2. Better extensibility
What if the label outputs now had to change? For example, downstream processes that ingest the labels now require them to be stored in a SQL table.
Well, it becomes very simple to do this – we simply need to modify the save method in the BaseCSVLabelProcessor class, and then all of the child classes will inherit this change automatically.
What if you find an incompatibility between the label outputs and some process downstream? Perhaps a new column is needed?

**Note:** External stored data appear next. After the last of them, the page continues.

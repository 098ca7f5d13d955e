// SPDX-License-Identifier: AGPL-3.0-or-later
//
// Copyright (C) 2025 Daniel Negri
//
// This program is free software: you can redistribute it and/or modify
// it under the terms of the GNU Affero General Public License as published by
// the Free Software Foundation, either version 3 of the License, or
// (at your option) any later version.
//
// This program is distributed in the hope that it will be useful,
// but WITHOUT ANY WARRANTY; without even the implied warranty of
// MERCHANTABILITY or FITNESS FOR A PARTICULAR PURPOSE. See the
// GNU Affero General Public License for more details.
//
// You should have received a copy of the GNU Affero General Public License
// along with this program. If not, see <https://www.gnu.org/licenses/>.

//! Error types for balances, codes, persistence and redemption.
//!
//! Domain errors ([`BalanceError`], [`CodeError`] and the domain variants of
//! [`RedemptionError`]) describe an invalid request. [`StoreError`] describes
//! an infrastructure failure and always reaches callers wrapped in
//! [`RedemptionError::Store`] together with the operation that failed.

use crate::ledger::EntryStatus;
use thiserror::Error;

/// A string did not name any variant of a closed enum.
#[derive(Error, Debug, Clone, PartialEq, Eq)]
#[error("invalid {kind}: {value:?}")]
pub struct ParseEnumError {
    pub kind: &'static str,
    pub value: String,
}

impl ParseEnumError {
    pub fn new(kind: &'static str, value: impl Into<String>) -> Self {
        Self {
            kind,
            value: value.into(),
        }
    }
}

/// Account mutation guards.
#[derive(Error, Debug, Clone, Copy, PartialEq, Eq)]
pub enum BalanceError {
    /// Amount is zero or negative
    #[error("invalid amount (must be positive)")]
    InvalidAmount,

    /// Amount exceeds the largest representable grant
    #[error("amount exceeds the maximum allowed")]
    AmountTooLarge,

    /// Result would leave the allowed balance range
    #[error("balance out of range")]
    BalanceOutOfRange,

    /// Consumption exceeds the current balance
    #[error("insufficient balance")]
    InsufficientBalance,
}

/// Redemption code validation and state errors.
#[derive(Error, Debug, Clone, PartialEq, Eq)]
pub enum CodeError {
    /// Code string is empty or uses characters outside `[A-Za-z0-9_-]`
    #[error("invalid code format: {0}")]
    InvalidFormat(String),

    /// `valid_until` precedes `valid_from`
    #[error("validity window ends before it starts")]
    InvalidWindow,

    /// Grant amount is outside `(0, MAX_AMOUNT]`
    #[error(transparent)]
    Amount(#[from] BalanceError),

    /// Code is disabled, expired, outside its window or used up
    #[error("code cannot be redeemed")]
    NotRedeemable,
}

/// Ledger entry construction and status errors.
#[derive(Error, Debug, Clone, PartialEq, Eq)]
pub enum LedgerError {
    #[error(transparent)]
    Amount(#[from] BalanceError),

    #[error("cannot move ledger entry from {from} to {to}")]
    InvalidStatusTransition { from: EntryStatus, to: EntryStatus },
}

/// Persistence failures reported by repository implementations.
#[derive(Error, Debug, Clone, PartialEq, Eq)]
pub enum StoreError {
    #[error("record not found: {0}")]
    NotFound(String),

    /// A uniqueness constraint rejected the write
    #[error("duplicate record: {0}")]
    Duplicate(String),

    /// The persisted account version moved since it was read
    #[error("version conflict: expected {expected}, found {actual}")]
    VersionConflict { expected: u64, actual: u64 },

    /// The record is still referenced by another record
    #[error("record is referenced: {0}")]
    Referenced(String),

    /// The store could not provide a connection or transaction
    #[error("store unavailable: {0}")]
    Unavailable(String),

    #[error("store backend error: {0}")]
    Backend(String),
}

impl StoreError {
    pub fn is_version_conflict(&self) -> bool {
        matches!(self, Self::VersionConflict { .. })
    }
}

/// Result type for repository operations.
pub type StoreResult<T> = Result<T, StoreError>;

/// Errors surfaced by the redemption orchestrator.
#[derive(Error, Debug, Clone, PartialEq, Eq)]
pub enum RedemptionError {
    /// No code with the given natural key exists
    #[error("redemption code not found")]
    CodeNotFound,

    /// Code is expired, disabled, outside its window or used up
    #[error("redemption code cannot be redeemed")]
    CodeNotRedeemable,

    /// The user already redeemed this code
    #[error("user has already redeemed this code")]
    UserAlreadyRedeemed,

    /// A code with the same natural key exists
    #[error("redemption code already exists")]
    CodeAlreadyExists,

    /// Redemptions still reference the code
    #[error("redemption code has redemptions and cannot be deleted")]
    CodeCannotBeDeleted,

    /// Code definition failed validation
    #[error("invalid redemption code: {0}")]
    InvalidCode(String),

    #[error(transparent)]
    Balance(#[from] BalanceError),

    /// Infrastructure failure, wrapped with the operation that hit it
    #[error("{context}: {source}")]
    Store {
        context: &'static str,
        source: StoreError,
    },
}

impl RedemptionError {
    pub fn store(context: &'static str, source: StoreError) -> Self {
        Self::Store { context, source }
    }

    /// Stable error code for API responses.
    pub fn code(&self) -> &'static str {
        match self {
            Self::CodeNotFound => "CODE_NOT_FOUND",
            Self::CodeNotRedeemable => "CODE_NOT_REDEEMABLE",
            Self::UserAlreadyRedeemed => "USER_ALREADY_REDEEMED",
            Self::CodeAlreadyExists => "CODE_ALREADY_EXISTS",
            Self::CodeCannotBeDeleted => "CODE_CANNOT_BE_DELETED",
            Self::InvalidCode(_) => "INVALID_CODE",
            Self::Balance(BalanceError::InvalidAmount) => "INVALID_AMOUNT",
            Self::Balance(BalanceError::AmountTooLarge) => "AMOUNT_TOO_LARGE",
            Self::Balance(BalanceError::BalanceOutOfRange) => "BALANCE_OUT_OF_RANGE",
            Self::Balance(BalanceError::InsufficientBalance) => "INSUFFICIENT_BALANCE",
            Self::Store { .. } => "STORE_FAILURE",
        }
    }

    /// `true` when the request itself is invalid, `false` for infrastructure
    /// failures that may succeed on a later attempt.
    pub fn is_domain(&self) -> bool {
        !matches!(self, Self::Store { .. })
    }
}

impl From<CodeError> for RedemptionError {
    fn from(error: CodeError) -> Self {
        match error {
            CodeError::NotRedeemable => Self::CodeNotRedeemable,
            CodeError::Amount(balance) => Self::Balance(balance),
            invalid @ (CodeError::InvalidFormat(_) | CodeError::InvalidWindow) => {
                Self::InvalidCode(invalid.to_string())
            }
        }
    }
}

impl From<LedgerError> for RedemptionError {
    fn from(error: LedgerError) -> Self {
        match error {
            LedgerError::Amount(balance) => Self::Balance(balance),
            transition @ LedgerError::InvalidStatusTransition { .. } => {
                Self::store("invalid ledger entry", StoreError::Backend(transition.to_string()))
            }
        }
    }
}

/// Scope acquisition and commit failures.
impl From<StoreError> for RedemptionError {
    fn from(source: StoreError) -> Self {
        Self::store("atomic scope failed", source)
    }
}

Well, you would need to change the respective clean methods to account for this. But, you can also extend the checks in the validate method in the BaseCSVLabelProcessor class to account for this new requirement.
You can even take this one step further and add many more checks to always make sure the outputs are as expected – you may even want to define a separate validation module for doing this, and plug them into the validate method.
You can see how extending the behaviour of our label processing code becomes very simple.
In comparison, if the code lived in separate bespoke scripts, you would be copy and pasting these checks over and over again. Even worse, maybe each file requires some bespoke implementation. This means the same problem needs to be solved five times, when it could be solved properly just once.
It’s rework, its inefficiency, it’s wasted resources and time.
Final Remarks
So, in this article, we’ve covered how the use of inheritance greatly enhances the quality of our codebase.
By appropriately applying inheritance, we are able to solve common problems across different tasks, and we’ve seen first hand how this leads to:
- Code that is easier to read — Readability
- Code that is easier to debug and maintain — Maintainability
- Code that is easier to add and extend functionality — Extensibility
However, some readers will still be sceptical of the need to write code like this.
Perhaps they’ve been writing one-off scripts for their entire career, and everything has been fine up to now. Why bother writing code in a more complicated way?

Well, that’s a very good question — and there is a very clear reason why it’s necessary.
Up until very recently, Data Science has been a new, niche industry where proof-of-concepts and research was the main focus of work. Coding standards didn’t matter then, as long as we got something out through the doors and it worked.
But data science is fast approaching maturity, where it is no longer enough to just build models.
We now have to maintain, fix, debug, and retrain not only models, but also all the processes required to create the model – for as long as they are used.
This is the reality that data science needs to face — building models is the easy part whilst maintaining what we have built is the hard part.
Meanwhile, software engineering has been doing this for decades, and has through trial and error built up all the best practices we discussed today so that the code that they build are easy to maintain.
Therefore, data scientists will need to know these best practices going forwards.
Those who know this will inevitably be at an advantage compared to those who don’t.